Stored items
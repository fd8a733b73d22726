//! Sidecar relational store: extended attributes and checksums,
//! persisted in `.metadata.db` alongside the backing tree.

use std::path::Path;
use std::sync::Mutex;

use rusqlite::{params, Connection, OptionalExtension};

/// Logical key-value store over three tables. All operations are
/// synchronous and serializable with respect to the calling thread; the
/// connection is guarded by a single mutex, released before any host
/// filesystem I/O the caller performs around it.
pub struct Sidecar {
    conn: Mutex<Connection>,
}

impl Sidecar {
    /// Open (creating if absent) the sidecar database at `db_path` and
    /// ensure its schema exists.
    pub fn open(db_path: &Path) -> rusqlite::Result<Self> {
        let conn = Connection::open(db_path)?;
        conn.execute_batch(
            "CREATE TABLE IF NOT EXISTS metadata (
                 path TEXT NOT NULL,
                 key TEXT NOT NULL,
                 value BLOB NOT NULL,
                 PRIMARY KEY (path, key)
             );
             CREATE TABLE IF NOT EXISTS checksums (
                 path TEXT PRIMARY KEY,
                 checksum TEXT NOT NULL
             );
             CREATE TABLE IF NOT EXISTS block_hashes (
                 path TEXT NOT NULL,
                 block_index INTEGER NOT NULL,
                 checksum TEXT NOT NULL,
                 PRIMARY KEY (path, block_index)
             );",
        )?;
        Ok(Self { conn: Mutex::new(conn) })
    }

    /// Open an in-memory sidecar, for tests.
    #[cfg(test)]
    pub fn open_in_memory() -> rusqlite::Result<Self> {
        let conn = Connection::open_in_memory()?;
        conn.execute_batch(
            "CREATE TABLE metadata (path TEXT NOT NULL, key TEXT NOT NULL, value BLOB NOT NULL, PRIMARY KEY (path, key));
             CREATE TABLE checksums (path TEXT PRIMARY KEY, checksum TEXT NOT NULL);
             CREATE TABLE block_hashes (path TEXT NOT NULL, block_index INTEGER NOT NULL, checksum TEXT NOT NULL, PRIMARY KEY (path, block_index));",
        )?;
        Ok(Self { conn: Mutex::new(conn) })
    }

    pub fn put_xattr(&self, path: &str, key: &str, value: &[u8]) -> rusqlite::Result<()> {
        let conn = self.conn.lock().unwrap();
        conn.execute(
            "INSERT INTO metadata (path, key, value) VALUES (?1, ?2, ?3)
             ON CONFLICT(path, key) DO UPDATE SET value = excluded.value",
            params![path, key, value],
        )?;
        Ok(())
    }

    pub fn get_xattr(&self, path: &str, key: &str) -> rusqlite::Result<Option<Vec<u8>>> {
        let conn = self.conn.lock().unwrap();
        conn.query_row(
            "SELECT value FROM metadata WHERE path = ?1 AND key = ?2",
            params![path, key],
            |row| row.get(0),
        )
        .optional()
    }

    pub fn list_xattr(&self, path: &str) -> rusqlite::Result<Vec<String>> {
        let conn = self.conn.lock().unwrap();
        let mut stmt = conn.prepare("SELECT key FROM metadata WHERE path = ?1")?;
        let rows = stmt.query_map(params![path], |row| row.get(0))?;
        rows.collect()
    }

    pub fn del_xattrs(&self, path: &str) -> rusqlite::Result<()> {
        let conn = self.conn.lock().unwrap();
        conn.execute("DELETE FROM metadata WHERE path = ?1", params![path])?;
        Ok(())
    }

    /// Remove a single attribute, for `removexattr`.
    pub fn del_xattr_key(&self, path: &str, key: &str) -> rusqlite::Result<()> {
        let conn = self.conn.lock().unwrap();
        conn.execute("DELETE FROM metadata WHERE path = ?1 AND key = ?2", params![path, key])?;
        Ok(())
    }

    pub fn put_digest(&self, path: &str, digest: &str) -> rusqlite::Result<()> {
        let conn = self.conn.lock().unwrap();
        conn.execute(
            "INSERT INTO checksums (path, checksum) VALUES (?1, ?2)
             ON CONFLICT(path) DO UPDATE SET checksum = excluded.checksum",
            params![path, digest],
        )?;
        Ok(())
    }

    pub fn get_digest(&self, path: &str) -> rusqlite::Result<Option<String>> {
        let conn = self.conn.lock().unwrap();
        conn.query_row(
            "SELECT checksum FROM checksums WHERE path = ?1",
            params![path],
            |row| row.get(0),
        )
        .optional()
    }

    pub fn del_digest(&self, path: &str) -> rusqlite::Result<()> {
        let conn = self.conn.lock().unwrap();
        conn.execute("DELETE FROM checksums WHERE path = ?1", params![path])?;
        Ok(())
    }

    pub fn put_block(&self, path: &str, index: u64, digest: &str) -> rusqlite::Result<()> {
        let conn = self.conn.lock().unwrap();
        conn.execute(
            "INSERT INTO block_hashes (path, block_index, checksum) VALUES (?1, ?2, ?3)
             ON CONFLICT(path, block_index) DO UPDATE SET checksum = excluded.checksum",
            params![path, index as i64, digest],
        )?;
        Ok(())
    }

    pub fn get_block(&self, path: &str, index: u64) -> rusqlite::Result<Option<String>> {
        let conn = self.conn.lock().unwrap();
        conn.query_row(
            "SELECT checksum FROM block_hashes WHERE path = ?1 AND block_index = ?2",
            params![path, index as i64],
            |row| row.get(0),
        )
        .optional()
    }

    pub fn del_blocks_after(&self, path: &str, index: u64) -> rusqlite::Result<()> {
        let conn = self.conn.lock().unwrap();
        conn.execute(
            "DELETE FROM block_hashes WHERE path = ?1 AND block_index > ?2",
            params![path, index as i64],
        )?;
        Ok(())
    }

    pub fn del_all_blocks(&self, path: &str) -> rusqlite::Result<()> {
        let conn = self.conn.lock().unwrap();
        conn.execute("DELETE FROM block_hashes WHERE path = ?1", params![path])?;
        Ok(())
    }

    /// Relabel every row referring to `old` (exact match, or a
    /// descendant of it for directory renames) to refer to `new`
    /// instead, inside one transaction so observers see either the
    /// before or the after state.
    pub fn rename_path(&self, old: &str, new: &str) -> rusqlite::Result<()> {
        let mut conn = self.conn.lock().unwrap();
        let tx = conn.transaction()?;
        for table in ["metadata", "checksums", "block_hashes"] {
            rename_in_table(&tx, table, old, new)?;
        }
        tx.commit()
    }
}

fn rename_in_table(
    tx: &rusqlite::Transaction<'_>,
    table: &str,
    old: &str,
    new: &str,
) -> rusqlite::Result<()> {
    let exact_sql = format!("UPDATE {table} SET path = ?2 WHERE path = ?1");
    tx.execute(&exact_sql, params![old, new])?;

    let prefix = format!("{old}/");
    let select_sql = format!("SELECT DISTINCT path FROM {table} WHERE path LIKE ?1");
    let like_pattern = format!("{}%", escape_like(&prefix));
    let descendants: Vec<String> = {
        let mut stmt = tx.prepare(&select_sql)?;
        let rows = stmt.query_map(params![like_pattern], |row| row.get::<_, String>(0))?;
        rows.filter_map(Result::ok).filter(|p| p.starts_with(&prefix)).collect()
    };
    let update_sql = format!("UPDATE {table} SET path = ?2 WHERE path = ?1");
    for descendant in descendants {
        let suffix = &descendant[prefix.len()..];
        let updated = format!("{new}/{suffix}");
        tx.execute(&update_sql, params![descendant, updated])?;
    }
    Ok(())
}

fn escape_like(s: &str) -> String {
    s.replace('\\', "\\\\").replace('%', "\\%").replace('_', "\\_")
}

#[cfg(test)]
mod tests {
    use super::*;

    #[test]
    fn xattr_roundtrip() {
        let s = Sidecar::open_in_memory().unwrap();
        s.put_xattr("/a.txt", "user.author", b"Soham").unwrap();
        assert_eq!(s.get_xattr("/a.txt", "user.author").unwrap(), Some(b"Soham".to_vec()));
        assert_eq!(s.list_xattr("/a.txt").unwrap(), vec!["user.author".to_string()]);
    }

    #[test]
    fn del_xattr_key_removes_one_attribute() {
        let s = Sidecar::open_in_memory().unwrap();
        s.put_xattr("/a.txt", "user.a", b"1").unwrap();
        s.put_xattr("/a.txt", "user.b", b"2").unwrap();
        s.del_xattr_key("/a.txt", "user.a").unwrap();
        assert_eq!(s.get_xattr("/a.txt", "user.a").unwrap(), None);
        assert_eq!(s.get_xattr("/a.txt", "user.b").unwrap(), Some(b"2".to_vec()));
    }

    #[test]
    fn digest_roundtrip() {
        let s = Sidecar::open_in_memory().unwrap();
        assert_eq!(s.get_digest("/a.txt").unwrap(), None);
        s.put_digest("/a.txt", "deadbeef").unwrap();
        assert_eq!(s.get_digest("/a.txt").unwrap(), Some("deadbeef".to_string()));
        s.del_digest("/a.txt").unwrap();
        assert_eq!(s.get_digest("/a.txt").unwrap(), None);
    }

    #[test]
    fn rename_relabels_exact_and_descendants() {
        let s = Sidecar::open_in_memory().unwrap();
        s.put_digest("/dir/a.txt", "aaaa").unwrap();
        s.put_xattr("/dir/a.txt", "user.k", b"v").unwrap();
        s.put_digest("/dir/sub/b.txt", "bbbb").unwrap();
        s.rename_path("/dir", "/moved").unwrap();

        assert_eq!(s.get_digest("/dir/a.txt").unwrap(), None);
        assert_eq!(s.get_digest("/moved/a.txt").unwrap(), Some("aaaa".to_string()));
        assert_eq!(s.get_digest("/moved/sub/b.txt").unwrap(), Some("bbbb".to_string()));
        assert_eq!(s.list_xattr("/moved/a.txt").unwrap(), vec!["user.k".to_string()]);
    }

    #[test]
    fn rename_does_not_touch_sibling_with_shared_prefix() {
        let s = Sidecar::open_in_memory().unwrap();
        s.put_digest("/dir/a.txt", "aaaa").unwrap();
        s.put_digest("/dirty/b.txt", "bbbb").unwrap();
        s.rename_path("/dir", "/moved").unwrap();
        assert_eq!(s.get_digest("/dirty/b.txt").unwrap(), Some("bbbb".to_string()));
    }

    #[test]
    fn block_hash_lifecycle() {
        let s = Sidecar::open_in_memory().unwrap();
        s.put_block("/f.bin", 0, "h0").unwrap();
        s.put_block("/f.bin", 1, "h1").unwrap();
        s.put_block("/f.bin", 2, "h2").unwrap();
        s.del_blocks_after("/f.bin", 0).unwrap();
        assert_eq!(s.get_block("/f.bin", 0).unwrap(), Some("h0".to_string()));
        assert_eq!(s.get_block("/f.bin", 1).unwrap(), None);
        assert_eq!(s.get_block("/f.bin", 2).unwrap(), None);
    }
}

→ TASK OBJECTIVE
All that belongs in the answer is the lines from the start of the entries above through the line containing "All operations are", each given exactly.

→ SOLUTION FOR THIS PROBLEM
repository fd8a733b73d22726
//! Sidecar relational store: extended attributes and checksums,
//! persisted in `.metadata.db` alongside the backing tree.

use std::path::Path;
use std::sync::Mutex;

use rusqlite::{params, Connection, OptionalExtension};

/// Logical key-value store over three tables. All operations are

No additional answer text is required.